(Source information)
//! Deterministic feature-hashing embedder.
//!
//! Needs no model download and no native runtime, which keeps the pipeline
//! usable offline and in tests. Similarity is lexical rather than semantic.

use async_trait::async_trait;
use sha2::{Digest, Sha256};

use crate::embedding::EmbeddingProvider;
use crate::error::{RagError, Result};

/// Token budget matching the sequence limit of small sentence-transformer models.
const DEFAULT_MAX_TOKENS: usize = 256;

const MODEL_PREFIX: &str = "hash-";

/// An [`EmbeddingProvider`] that hashes lowercase word tokens into signed
/// buckets of a fixed-size vector and L2-normalises the result.
///
/// Input beyond `max_tokens` words is truncated.
///
/// Token buckets come from the first eight bytes of the token's SHA-256
/// digest, so a vector is identical across builds, platforms and crate
/// versions. Collections written by one binary stay queryable by another.
#[derive(Debug, Clone)]
pub struct HashEmbeddingProvider {
    model_name: String,
    dimensions: usize,
    max_tokens: usize,
}

impl HashEmbeddingProvider {
    /// Create a provider producing `dimensions`-sized vectors.
    ///
    /// # Errors
    ///
    /// Returns [`RagError::Embedding`] if `dimensions` is zero.
    pub fn new(dimensions: usize) -> Result<Self> {
        if dimensions == 0 {
            return Err(RagError::embedding(
                "hash",
                "embedding dimensions must be greater than zero",
            ));
        }
        Ok(Self {
            model_name: format!("{MODEL_PREFIX}{dimensions}"),
            dimensions,
            max_tokens: DEFAULT_MAX_TOKENS,
        })
    }

    /// Parse a `hash-<dims>` model name.
    ///
    /// Returns `Ok(None)` for names that do not use the `hash-` prefix.
    pub fn from_model_name(name: &str) -> Result<Option<Self>> {
        let Some(dims) = name.strip_prefix(MODEL_PREFIX) else {
            return Ok(None);
        };
        let dimensions = dims.parse::<usize>().map_err(|_| {
            RagError::embedding("hash", format!("invalid model name `{name}`, expected hash-<dims>"))
        })?;
        Self::new(dimensions).map(Some)
    }

    /// Set the number of word tokens considered before truncation.
    pub fn with_max_tokens(mut self, max_tokens: usize) -> Self {
        self.max_tokens = max_tokens.max(1);
        self
    }

    fn tokenize(text: &str) -> impl Iterator<Item = String> + '_ {
        text.split(|c: char| !c.is_alphanumeric())
            .filter(|token| !token.is_empty())
            .map(str::to_lowercase)
    }

    fn embed_internal(&self, text: &str) -> Vec<f32> {
        let mut vector = vec![0.0f32; self.dimensions];

        for token in Self::tokenize(text).take(self.max_tokens) {
            let hash = token_hash(&token);
            let idx = (hash % self.dimensions as u64) as usize;
            // top bit picks the sign so unrelated tokens tend to cancel
            if hash >> 63 == 0 {
                vector[idx] += 1.0;
            } else {
                vector[idx] -= 1.0;
            }
        }

        let norm = vector.iter().map(|v| v * v).sum::<f32>().sqrt();
        if norm > 0.0 {
            for value in &mut vector {
                *value /= norm;
            }
        }

        vector
    }
}

fn token_hash(token: &str) -> u64 {
    let digest = Sha256::digest(token.as_bytes());
    let mut head = [0u8; 8];
    head.copy_from_slice(&digest[..8]);
    u64::from_le_bytes(head)
}

#[async_trait]
impl EmbeddingProvider for HashEmbeddingProvider {
    async fn embed(&self, text: &str) -> Result<Vec<f32>> {
        Ok(self.embed_internal(text))
    }

    async fn embed_batch(&self, texts: &[&str]) -> Result<Vec<Vec<f32>>> {
        Ok(texts.iter().map(|text| self.embed_internal(text)).collect())
    }

    fn dimensions(&self) -> usize {
        self.dimensions
    }

    fn model_name(&self) -> &str {
        &self.model_name
    }
}

#[cfg(test)]
mod tests {
    use super::*;

    fn dot(a: &[f32], b: &[f32]) -> f32 {
        a.iter().zip(b).map(|(x, y)| x * y).sum()
    }

    #[tokio::test]
    async fn identical_text_identical_vector() {
        let provider = HashEmbeddingProvider::new(128).unwrap();
        let a = provider.embed("Refund policy: refunds within 30 days.").await.unwrap();
        let b = provider.embed("Refund policy: refunds within 30 days.").await.unwrap();
        assert_eq!(a, b);

        let other = HashEmbeddingProvider::new(128).unwrap();
        assert_eq!(a, other.embed("Refund policy: refunds within 30 days.").await.unwrap());
    }

    #[tokio::test]
    async fn batch_matches_single() {
        let provider = HashEmbeddingProvider::new(64).unwrap();
        let texts = ["alpha beta", "gamma", ""];
        let batch = provider.embed_batch(&texts).await.unwrap();
        for (text, vector) in texts.iter().zip(&batch) {
            assert_eq!(&provider.embed(text).await.unwrap(), vector);
        }
    }

    #[tokio::test]
    async fn vectors_are_normalised_and_case_insensitive() {
        let provider = HashEmbeddingProvider::new(256).unwrap();
        let v = provider.embed("What is the REFUND policy?").await.unwrap();
        assert!((dot(&v, &v) - 1.0).abs() < 1e-5);

        let lower = provider.embed("what is the refund policy").await.unwrap();
        assert!((dot(&v, &lower) - 1.0).abs() < 1e-5);
    }

    #[tokio::test]
    async fn long_input_is_truncated() {
        let provider = HashEmbeddingProvider::new(64).unwrap().with_max_tokens(3);
        let head = provider.embed("one two three").await.unwrap();
        let long = provider.embed("one two three four five six").await.unwrap();
        assert_eq!(head, long);
    }

    #[tokio::test]
    async fn empty_text_is_zero_vector() {
        let provider = HashEmbeddingProvider::new(16).unwrap();
        assert!(provider.embed("   ").await.unwrap().iter().all(|v| *v == 0.0));
    }

    #[tokio::test]
    async fn buckets_are_pinned_to_sha256() {
        // sha256("refund") starts with a little-endian u64 that is 13 mod 16, top bit set
        let provider = HashEmbeddingProvider::new(16).unwrap();
        let v = provider.embed("Refund").await.unwrap();
        for (idx, value) in v.iter().enumerate() {
            if idx == 13 {
                assert!((value + 1.0).abs() < 1e-6, "bucket 13 = {value}");
            } else {
                assert_eq!(*value, 0.0, "bucket {idx} = {value}");
            }
        }
        assert_eq!(token_hash("refund") % 384, 157);
    }

    #[test]
    fn parses_model_names() {
        let provider = HashEmbeddingProvider::from_model_name("hash-32").unwrap().unwrap();
        assert_eq!(provider.dimensions, 32);
        assert!(HashEmbeddingProvider::from_model_name("all-MiniLM-L6-v2").unwrap().is_none());
        assert!(HashEmbeddingProvider::from_model_name("hash-big").is_err());
        assert!(HashEmbeddingProvider::from_model_name("hash-0").is_err());
    }
}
(End Source information)
[Goal of the exercise]:
Restate word for word the lines above, beginning at the first one and ending at the line that carries "return Ok(None);".

[Expected answer]:
//! Deterministic feature-hashing embedder.
//!
//! Needs no model download and no native runtime, which keeps the pipeline
//! usable offline and in tests. Similarity is lexical rather than semantic.

use async_trait::async_trait;
use sha2::{Digest, Sha256};

use crate::embedding::EmbeddingProvider;
use crate::error::{RagError, Result};

/// Token budget matching the sequence limit of small sentence-transformer models.
const DEFAULT_MAX_TOKENS: usize = 256;

const MODEL_PREFIX: &str = "hash-";

/// An [`EmbeddingProvider`] that hashes lowercase word tokens into signed
/// buckets of a fixed-size vector and L2-normalises the result.
///
/// Input beyond `max_tokens` words is truncated.
///
/// Token buckets come from the first eight bytes of the token's SHA-256
/// digest, so a vector is identical across builds, platforms and crate
/// versions. Collections written by one binary stay queryable by another.
#[derive(Debug, Clone)]
pub struct HashEmbeddingProvider {
    model_name: String,
    dimensions: usize,
    max_tokens: usize,
}

impl HashEmbeddingProvider {
    /// Create a provider producing `dimensions`-sized vectors.
    ///
    /// # Errors
    ///
    /// Returns [`RagError::Embedding`] if `dimensions` is zero.
    pub fn new(dimensions: usize) -> Result<Self> {
        if dimensions == 0 {
            return Err(RagError::embedding(
                "hash",
                "embedding dimensions must be greater than zero",
            ));
        }
        Ok(Self {
            model_name: format!("{MODEL_PREFIX}{dimensions}"),
            dimensions,
            max_tokens: DEFAULT_MAX_TOKENS,
        })
    }

    /// Parse a `hash-<dims>` model name.
    ///
    /// Returns `Ok(None)` for names that do not use the `hash-` prefix.
    pub fn from_model_name(name: &str) -> Result<Option<Self>> {
        let Some(dims) = name.strip_prefix(MODEL_PREFIX) else {
            return Ok(None);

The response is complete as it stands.